EXERCISE DATA:
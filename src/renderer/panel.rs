//! HUD panel coordinate space
//!
//! A strip of equally spaced blocks above the field. Blocks are addressed
//! by signed index: `0..width` from the left, `-width..0` from the right.
//! The panel never wraps.

use crate::error::{Error, Result};
use super::sprite::Shape;

/// Gap between adjacent panel blocks, and margin at the panel's left and top
const BLOCK_GAP: i32 = 1;

#[derive(Debug, Clone, Copy, PartialEq, Eq)]
pub struct PanelGeometry {
    /// Number of addressable blocks
    pub width: i32,
    pub block: Shape,
    /// Panel width in surface pixels
    pub surface_width: i32,
}

impl PanelGeometry {
    /// Fit as many `block`-shaped slots as possible into a strip `surface_width` pixels wide
    pub fn fit(surface_width: i32, block: Shape) -> Self {
        let stride = block.width as i32 + BLOCK_GAP;
        Self {
            width: ((surface_width - BLOCK_GAP) / stride).max(0),
            block,
            surface_width,
        }
    }

    fn stride(&self) -> i32 {
        self.block.width as i32 + BLOCK_GAP
    }

    /// Left-based slot for a signed block index
    pub fn slot(&self, index: i32) -> Result<i32> {
        let slot = if index < 0 { self.width + index } else { index };
        if !(0..self.width).contains(&slot) {
            return Err(Error::PanelIndexOutOfRange { index, width: self.width });
        }
        Ok(slot)
    }

    /// Surface origin of a block
    pub fn block_to_pixel(&self, index: i32) -> Result<(i32, i32)> {
        let slot = self.slot(index)?;
        Ok((BLOCK_GAP + slot * self.stride(), BLOCK_GAP))
    }

    /// Shortest strip holding the blocks, the separator line under them and
    /// a blank row above the field border
    pub fn min_strip_height(&self) -> i32 {
        BLOCK_GAP + self.block.height as i32 + 2
    }

    /// Surface origin for free placement; negative `x` counts from the right edge
    pub fn offset_to_pixel(&self, x: i32, y: i32) -> (i32, i32) {
        let x = if x < 0 { self.surface_width + x } else { x };
        (x, y)
    }
}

YOUR TASK: Please repeat the material above word for word.

REPLY:
filename src/renderer/panel.rs
//! HUD panel coordinate space
//!
//! A strip of equally spaced blocks above the field. Blocks are addressed
//! by signed index: `0..width` from the left, `-width..0` from the right.
//! The panel never wraps.

use crate::error::{Error, Result};
use super::sprite::Shape;

/// Gap between adjacent panel blocks, and margin at the panel's left and top
const BLOCK_GAP: i32 = 1;

#[derive(Debug, Clone, Copy, PartialEq, Eq)]
pub struct PanelGeometry {
    /// Number of addressable blocks
    pub width: i32,
    pub block: Shape,
    /// Panel width in surface pixels
    pub surface_width: i32,
}

impl PanelGeometry {
    /// Fit as many `block`-shaped slots as possible into a strip `surface_width` pixels wide
    pub fn fit(surface_width: i32, block: Shape) -> Self {
        let stride = block.width as i32 + BLOCK_GAP;
        Self {
            width: ((surface_width - BLOCK_GAP) / stride).max(0),
            block,
            surface_width,
        }
    }

    fn stride(&self) -> i32 {
        self.block.width as i32 + BLOCK_GAP
    }

    /// Left-based slot for a signed block index
    pub fn slot(&self, index: i32) -> Result<i32> {
        let slot = if index < 0 { self.width + index } else { index };
        if !(0..self.width).contains(&slot) {
            return Err(Error::PanelIndexOutOfRange { index, width: self.width });
        }
        Ok(slot)
    }

    /// Surface origin of a block
    pub fn block_to_pixel(&self, index: i32) -> Result<(i32, i32)> {
        let slot = self.slot(index)?;
        Ok((BLOCK_GAP + slot * self.stride(), BLOCK_GAP))
    }

    /// Shortest strip holding the blocks, the separator line under them and
    /// a blank row above the field border
    pub fn min_strip_height(&self) -> i32 {
        BLOCK_GAP + self.block.height as i32 + 2
    }

    /// Surface origin for free placement; negative `x` counts from the right edge
    pub fn offset_to_pixel(&self, x: i32, y: i32) -> (i32, i32) {
        let x = if x < 0 { self.surface_width + x } else { x };
        (x, y)
    }
}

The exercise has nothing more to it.